RECORDS FOR THE TASK –

----

// SPDX-FileCopyrightText: 2026 The undercurrent Contributors
// SPDX-License-Identifier: GPL-3.0-or-later

use crate::errors::StorageError;
use crate::metainfo::Info;

use tokio::fs::{self, try_exists, File, OpenOptions};
use tokio::io::{AsyncReadExt, AsyncSeekExt, AsyncWriteExt, SeekFrom};

use std::path::{Path, PathBuf};

#[derive(Debug, Clone)]
pub struct FileSpan {
    pub path: PathBuf,
    pub length: u64,
    /// Offset of this file within the torrent's flat data stream.
    pub global_offset: u64,
    /// BEP 47 padding: occupies stream offsets but never touches disk.
    pub is_padding: bool,
}

/// Flat view over the torrent's files: piece-range reads and writes are
/// addressed by global stream offset, whether the torrent is single- or
/// multi-file.
#[derive(Debug, Clone)]
pub struct FileMap {
    pub files: Vec<FileSpan>,
    pub total_size: u64,
}

impl FileMap {
    pub fn from_info(root_dir: &Path, info: &Info) -> Self {
        if info.files.is_empty() {
            let length = info.length as u64;
            return Self {
                files: vec![FileSpan {
                    path: root_dir.join(&info.name),
                    length,
                    global_offset: 0,
                    is_padding: false,
                }],
                total_size: length,
            };
        }

        let content_dir = root_dir.join(&info.name);
        let mut files = Vec::with_capacity(info.files.len());
        let mut offset = 0u64;
        for entry in &info.files {
            let mut path = content_dir.clone();
            for component in &entry.path {
                path.push(component);
            }
            let is_padding = entry.attr.as_deref().map(|s| s.contains('p')).unwrap_or(false);
            files.push(FileSpan {
                path,
                length: entry.length as u64,
                global_offset: offset,
                is_padding,
            });
            offset += entry.length as u64;
        }
        Self {
            files,
            total_size: offset,
        }
    }
}

/// Creates directories and extends every file to its declared length.
/// `set_len` gives sparse allocation where the filesystem supports it.
/// `progress` is called with cumulative bytes after each file.
pub async fn allocate_files<F>(map: &FileMap, mut progress: F) -> Result<u64, StorageError>
where
    F: FnMut(u64),
{
    let mut allocated = 0u64;
    for span in &map.files {
        if span.is_padding {
            allocated += span.length;
            progress(allocated);
            continue;
        }

        if let Some(parent) = span.path.parent() {
            if !try_exists(parent).await? {
                fs::create_dir_all(parent).await?;
            }
        }

        let file = OpenOptions::new()
            .write(true)
            .create(true)
            .truncate(false)
            .open(&span.path)
            .await?;
        let current = file.metadata().await?.len();
        if current < span.length {
            file.set_len(span.length).await?;
        }

        allocated += span.length;
        progress(allocated);
    }
    Ok(allocated)
}

pub async fn read_range(
    map: &FileMap,
    global_offset: u64,
    length: usize,
) -> Result<Vec<u8>, StorageError> {
    if global_offset + length as u64 > map.total_size {
        return Err(StorageError::OutOfBounds { offset: global_offset, length });
    }

    let mut buffer = Vec::with_capacity(length);
    let mut done = 0usize;

    for span in &map.files {
        let span_end = span.global_offset + span.length;
        let read_start = global_offset + done as u64;
        if read_start >= span_end || read_start < span.global_offset {
            continue;
        }

        let local_offset = read_start - span.global_offset;
        let take = std::cmp::min((length - done) as u64, span.length - local_offset) as usize;
        if take == 0 {
            continue;
        }

        if span.is_padding {
            buffer.resize(buffer.len() + take, 0);
        } else {
            let mut file = File::open(&span.path).await?;
            file.seek(SeekFrom::Start(local_offset)).await?;
            let mut chunk = vec![0u8; take];
            file.read_exact(&mut chunk).await?;
            buffer.extend_from_slice(&chunk);
        }

        done += take;
        if done == length {
            return Ok(buffer);
        }
    }

    Err(StorageError::OutOfBounds { offset: global_offset, length })
}

pub async fn write_range(
    map: &FileMap,
    global_offset: u64,
    data: &[u8],
) -> Result<(), StorageError> {
    if global_offset + data.len() as u64 > map.total_size {
        return Err(StorageError::OutOfBounds { offset: global_offset, length: data.len() });
    }

    let mut done = 0usize;

    for span in &map.files {
        let span_end = span.global_offset + span.length;
        let write_start = global_offset + done as u64;
        if write_start >= span_end || write_start < span.global_offset {
            continue;
        }

        let local_offset = write_start - span.global_offset;
        let take = std::cmp::min((data.len() - done) as u64, span.length - local_offset) as usize;
        if take == 0 {
            continue;
        }

        if !span.is_padding {
            let mut file = OpenOptions::new()
                .write(true)
                .create(true)
                .truncate(false)
                .open(&span.path)
                .await?;
            file.seek(SeekFrom::Start(local_offset)).await?;
            file.write_all(&data[done..done + take]).await?;
            file.flush().await?;
        }

        done += take;
        if done == data.len() {
            return Ok(());
        }
    }

    Err(StorageError::OutOfBounds { offset: global_offset, length: data.len() })
}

----

Using the data above, print exactly the lines from the line that contains "pub async fn allocate_files<F>(map: &FileMap, mut" through the line that contains "if let Some(parent)", with both included.

WRITTEN ANSWER –
pub async fn allocate_files<F>(map: &FileMap, mut progress: F) -> Result<u64, StorageError>
where
    F: FnMut(u64),
{
    let mut allocated = 0u64;
    for span in &map.files {
        if span.is_padding {
            allocated += span.length;
            progress(allocated);
            continue;
        }

        if let Some(parent) = span.path.parent() {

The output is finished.